Voyez un extrait de la cérémonie (en anglais)

Future pédiatre

Picard et Gervais sont les deux seules Québécoises des Badgers. Elles se sont connues au Collège Stanstead et se sont suivies à Madison. « Ça fait du bien d’avoir quelqu’un du Québec avec moi, c’est réconfortant, lance Picard. Des fois, entre les périodes, si j’ai besoin de parler et que je ne veux pas que les autres comprennent, je vais voir Jane. »

PHOTO MEG KELLY, FOURNIE PAR LA NCAA

Jane Gervais et Marianne Picard

Picard joue à l’attaque. Victime d’une déchirure au ligament antérieur croisé à l’automne 2021, elle est revenue dans un rôle de soutien cette saison, « pour reprendre le rythme ». « Un an sans jouer, c’était dur. La saison prochaine, je devrais avoir plus de temps de glace. » Dans ces circonstances, elle a été limitée à 7 points (1 but, 6 passes) en 42 matchs.

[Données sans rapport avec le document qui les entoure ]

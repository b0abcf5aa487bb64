/// Characters that are not allowed in file or directory names on common platforms.
const FORBIDDEN: [char; 9] = ['<', '>', ':', '"', '/', '\\', '|', '?', '*'];

/// Replace every forbidden character with `_`. Total and idempotent.
pub fn sanitize_filename(name: &str) -> String {
    name.chars()
        .map(|c| if FORBIDDEN.contains(&c) { '_' } else { c })
        .collect()
}
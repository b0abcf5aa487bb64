use std::path::PathBuf;

/// Every file a run reads or writes, rooted at the working directory.
#[derive(Debug, Clone)]
pub struct Paths {
    pub base: PathBuf,
}

impl Paths {
    pub fn new() -> Self {
        let base = std::env::current_dir().unwrap_or_else(|_| PathBuf::from("."));
        Self { base }
    }

    pub fn with_base(base: PathBuf) -> Self {
        Self { base }
    }

    pub fn config_file(&self) -> PathBuf {
        self.base.join("syllabi.json")
    }

    pub fn downloads_dir(&self) -> PathBuf {
        self.base.join("downloads")
    }

    pub fn report_file(&self) -> PathBuf {
        self.base.join("missing_syllabi_report.md")
    }

    pub fn log_file(&self) -> PathBuf {
        self.base.join("run.log")
    }

    pub fn browser_profile_dir(&self) -> PathBuf {
        self.base.join("browser-profile")
    }

    pub fn ensure_dirs(&self) -> std::io::Result<()> {
        std::fs::create_dir_all(&self.base)?;
        std::fs::create_dir_all(self.downloads_dir())?;
        Ok(())
    }
}

impl Default for Paths {
    fn default() -> Self {
        Self::new()
    }
}

#[cfg(test)]
mod tests {
    use super::*;

    #[test]
    fn test_layout_is_rooted_at_base() {
        let paths = Paths::with_base(PathBuf::from("/tmp/harvest"));
        assert_eq!(paths.downloads_dir(), PathBuf::from("/tmp/harvest/downloads"));
        assert_eq!(
            paths.report_file(),
            PathBuf::from("/tmp/harvest/missing_syllabi_report.md")
        );
        assert_eq!(paths.log_file(), PathBuf::from("/tmp/harvest/run.log"));
    }
}
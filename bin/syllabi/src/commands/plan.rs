use anyhow::Context as _;
use std::path::PathBuf;
use syllabus_browser::launch_portal;
use syllabus_harvest::{plan_harvest, DiscoveryOutcome};
use tracing::info;

use super::Context;

/// Entry step and discovery only. Nothing is downloaded.
pub async fn run(ctx: &Context, output: Option<PathBuf>) -> anyhow::Result<()> {
    let config = ctx.load_config()?;
    config.validate()?;

    let mut portal = launch_portal(&config, &ctx.paths).await?;
    let result = plan_harvest(&mut portal, &config).await;
    portal.shutdown().await;
    let outcome = result?;

    for line in plan_lines(&outcome) {
        info!("{}", line);
    }

    if let Some(path) = output {
        let json = serde_json::to_string_pretty(&outcome.work_list)?;
        std::fs::write(&path, json)
            .with_context(|| format!("Failed to write {}", path.display()))?;
        info!("Work list written to {}", path.display());
    }

    Ok(())
}

/// One header per semester followed by its records, then the unexpected skips.
fn plan_lines(outcome: &DiscoveryOutcome) -> Vec<String> {
    let mut lines = Vec::new();
    for group in outcome.work_list.by_semester() {
        lines.push(format!("{} ({} syllabi)", group.semester, group.records.len()));
        for record in &group.records {
            lines.push(format!(
                "  {:<24} {:<40} {}",
                record.category(),
                record.course(),
                record.uploaded
            ));
        }
    }

    let problems: Vec<_> = outcome.problems().collect();
    if !problems.is_empty() {
        lines.push("Skipped during scan:".to_string());
        for skip in problems {
            match &skip.category {
                Some(category) => {
                    lines.push(format!("  {} / {}: {}", skip.semester, category, skip.reason))
                }
                None => lines.push(format!("  {}: {}", skip.semester, skip.reason)),
            }
        }
    }
    lines
}
use std::sync::Arc;
use syllabus_browser::launch_portal;
use syllabus_harvest::{run_harvest, HarvestSummary, HttpFetcher, ReportOutcome};
use tracing::info;

use super::Context;

/// Entry step, discovery, download and report.
pub async fn run(ctx: &Context) -> anyhow::Result<()> {
    let config = ctx.load_config()?;
    config.validate()?;
    ctx.paths.ensure_dirs()?;

    let fetcher = Arc::new(HttpFetcher::new(config.timing.fetch_timeout())?);

    info!(engine = %config.browser.engine, headed = config.browser.headed, "Starting browser...");
    let mut portal = launch_portal(&config, &ctx.paths).await?;
    let result = run_harvest(&mut portal, &config, &ctx.paths, fetcher).await;
    portal.shutdown().await;
    let summary = result?;

    for line in summary_lines(&summary) {
        info!("{}", line);
    }

    Ok(())
}

fn summary_lines(summary: &HarvestSummary) -> Vec<String> {
    let mut lines = vec![
        format!("Discovered:  {}", summary.discovery.work_list.len()),
        format!("Downloaded:  {}", summary.download.downloaded),
        format!("Up to date:  {}", summary.download.skipped),
        format!("Missing:     {}", summary.download.failures.len()),
    ];
    if let ReportOutcome::Written { path, .. } = &summary.report {
        lines.push(format!("Report:      {}", path.display()));
    }
    lines
}
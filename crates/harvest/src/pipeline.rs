use std::sync::Arc;
use syllabus_core::config::Config;
use syllabus_core::portal::PortalSession;
use syllabus_core::{Paths, Result};
use tracing::info;

use crate::discovery::{DiscoveryOutcome, DiscoveryPlanner};
use crate::entry::open_tool;
use crate::executor::{DownloadExecutor, DownloadSummary};
use crate::fetch::FileFetcher;
use crate::guard::SessionGuard;
use crate::layout::DownloadLayout;
use crate::report::{write_report, ReportOutcome};

#[derive(Debug)]
pub struct HarvestSummary {
    pub discovery: DiscoveryOutcome,
    pub download: DownloadSummary,
    pub report: ReportOutcome,
}

/// Open the tool and build the work list without downloading anything.
pub async fn plan_harvest<P>(session: &mut P, config: &Config) -> Result<DiscoveryOutcome>
where
    P: PortalSession + ?Sized,
{
    let guard = SessionGuard::new(config);
    open_tool(session, config, &guard).await?;
    DiscoveryPlanner::new(config, guard).plan(session).await
}

/// One full run: entry, discovery, download, report.
///
/// Only the fatal conditions (entry link or semester selector missing) and
/// a failure to write the report surface as errors.
pub async fn run_harvest<P>(
    session: &mut P,
    config: &Config,
    paths: &Paths,
    fetcher: Arc<dyn FileFetcher>,
) -> Result<HarvestSummary>
where
    P: PortalSession + ?Sized,
{
    let discovery = plan_harvest(session, config).await?;

    let guard = SessionGuard::new(config);
    let layout = DownloadLayout::new(paths.downloads_dir());
    let executor = DownloadExecutor::new(config, guard, layout, fetcher);
    let download = executor.execute(session, &discovery.work_list).await;

    let report = write_report(&paths.report_file(), &download.failures).await?;
    info!(
        downloaded = download.downloaded,
        skipped = download.skipped,
        missing = download.failures.len(),
        "Run complete"
    );

    Ok(HarvestSummary {
        discovery,
        download,
        report,
    })
}
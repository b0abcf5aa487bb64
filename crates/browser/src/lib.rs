//! Chrome DevTools Protocol backend for the portal session.
//!
//! - `cdp`: WebSocket command/event client
//! - `launcher`: locating and starting a local Chromium-family browser
//! - `portal`: `PortalSession` implementation with generation-scoped handles

pub mod cdp;
pub mod launcher;
pub mod portal;

use std::path::PathBuf;
use std::time::Duration;

use syllabus_core::{Config, Error, Paths, Result};

pub use launcher::{find_browser_binary, BrowserEngine, LaunchOptions};
pub use portal::CdpPortal;

/// Start the configured browser and wrap it as a portal session.
pub async fn launch_portal(config: &Config, paths: &Paths) -> Result<CdpPortal> {
    let profile_dir = config
        .browser
        .profile_dir
        .as_ref()
        .map(PathBuf::from)
        .unwrap_or_else(|| paths.browser_profile_dir());
    let opts = LaunchOptions {
        engine: BrowserEngine::parse(&config.browser.engine),
        headed: config.browser.headed,
        profile_dir,
        startup_timeout: Duration::from_secs(config.browser.startup_timeout_secs),
    };
    let process = launcher::launch(&opts).await.map_err(Error::Browser)?;
    Ok(CdpPortal::new(process, config.timing.page_load()))
}
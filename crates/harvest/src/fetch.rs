//! Downloading a file from a resolved URL, with bounded retries.

use async_trait::async_trait;
use reqwest::Client;
use std::path::{Path, PathBuf};
use std::time::Duration;
use syllabus_core::config::TimingConfig;
use syllabus_core::{Error, Result};
use tokio::io::AsyncWriteExt;
use tracing::{debug, warn};

use crate::settle;

#[async_trait]
pub trait FileFetcher: Send + Sync {
    /// Fetch `url` into `dest`, returning the number of bytes written.
    async fn fetch(&self, url: &str, dest: &Path) -> Result<u64>;
}

/// Plain HTTP GET, streamed to `<dest>.part` and renamed on completion.
pub struct HttpFetcher {
    client: Client,
}

impl HttpFetcher {
    pub fn new(timeout: Duration) -> Result<Self> {
        let client = Client::builder()
            .timeout(timeout)
            .redirect(reqwest::redirect::Policy::limited(10))
            .build()
            .map_err(|e| Error::Fetch(format!("Failed to create HTTP client: {}", e)))?;
        Ok(Self { client })
    }
}

fn part_path(dest: &Path) -> PathBuf {
    let mut name = dest.file_name().unwrap_or_default().to_os_string();
    name.push(".part");
    dest.with_file_name(name)
}

#[async_trait]
impl FileFetcher for HttpFetcher {
    async fn fetch(&self, url: &str, dest: &Path) -> Result<u64> {
        let mut response = self
            .client
            .get(url)
            .send()
            .await
            .map_err(|e| Error::Fetch(format!("Request failed for {}: {}", url, e)))?;

        let status = response.status();
        if !status.is_success() {
            return Err(Error::Fetch(format!("HTTP {} for {}", status, url)));
        }

        let tmp = part_path(dest);
        let written = match stream_to(&mut response, url, &tmp, dest).await {
            Ok(n) => n,
            Err(e) => {
                let _ = tokio::fs::remove_file(&tmp).await;
                return Err(e);
            }
        };

        debug!(url = %url, bytes = written, "Fetched");
        Ok(written)
    }
}

/// Write the response body to `tmp`, then move it over `dest`. The caller
/// owns cleanup of `tmp` on error.
async fn stream_to(
    response: &mut reqwest::Response,
    url: &str,
    tmp: &Path,
    dest: &Path,
) -> Result<u64> {
    let mut file = tokio::fs::File::create(tmp).await?;
    let mut written = 0u64;
    while let Some(bytes) = response
        .chunk()
        .await
        .map_err(|e| Error::Fetch(format!("Read failed for {}: {}", url, e)))?
    {
        file.write_all(&bytes).await?;
        written += bytes.len() as u64;
    }
    file.flush().await?;
    drop(file);
    tokio::fs::rename(tmp, dest).await?;
    Ok(written)
}

#[derive(Debug, Clone, PartialEq, Eq)]
pub struct RetryPolicy {
    pub attempts: u32,
    pub delay: Duration,
}

impl RetryPolicy {
    pub fn from_timing(timing: &TimingConfig) -> Self {
        Self {
            attempts: timing.fetch_attempts,
            delay: timing.fetch_retry_delay(),
        }
    }
}

impl Default for RetryPolicy {
    fn default() -> Self {
        Self::from_timing(&TimingConfig::default())
    }
}

/// Try up to `policy.attempts` times (at least once). The last error is
/// returned when every attempt fails.
pub async fn fetch_with_retry(
    fetcher: &dyn FileFetcher,
    url: &str,
    dest: &Path,
    policy: &RetryPolicy,
) -> Result<u64> {
    let attempts = policy.attempts.max(1);
    let mut attempt = 1;
    loop {
        match fetcher.fetch(url, dest).await {
            Ok(n) => return Ok(n),
            Err(e) if attempt < attempts => {
                warn!(
                    attempt = attempt,
                    error = %e,
                    "Download failed ({}). Retrying {}/{}...",
                    e,
                    attempt,
                    attempts
                );
                settle(policy.delay).await;
                attempt += 1;
            }
            Err(e) => return Err(e),
        }
    }
}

Gervais partageait quant à elle la tâche devant le filet avec Cami Cronish en début de saison, mais une blessure subie en novembre lui a fait rater deux mois d’action. À son retour au jeu, elle a joué de façon sporadique, puisque sa coéquipière devenait difficile à déloger, avec 8 jeux blancs en 32 matchs. La carrière universitaire de Cronish est toutefois terminée et Gervais espère s’établir comme gardienne titulaire l’an prochain.

Les deux Québécoises ont la chance de jouer au sein de l’un des programmes de hockey les plus réputés de la NCAA. Les Badgers ont en effet remporté trois des quatre derniers titres nationaux et évoluent dans des installations enviables. Leur domicile, le LaBahn Arena, a été inauguré en 2012.

On est traitées comme des pros. La bouffe et l’appartement sont payés, l’aréna ouvert en tout temps. Tu peux t’entraîner en privé avec les coachs. Je suis venue ici pour Mark Johnson, un des coachs les plus réputés.

Marianne Picard, attaquante des Badgers de l’Université du Wisconsin

Picard espère que ses années dans les terres de Cole Caufield lui ouvriront les portes d’Équipe Canada et du hockey professionnel. Parmi les options qu’elle aimerait avoir : jouer pour la Force de Montréal et étudier à McGill. Car dans deux ans, elle souhaite tenter sa chance à l’école de médecine pour devenir pédiatre.

« À force de travailler dans les écoles de hockey, j’ai réalisé que j’adore les enfants. Donc je peux appliquer ça à la médecine. Et j’ai beaucoup d’énergie ! », lance-t-elle.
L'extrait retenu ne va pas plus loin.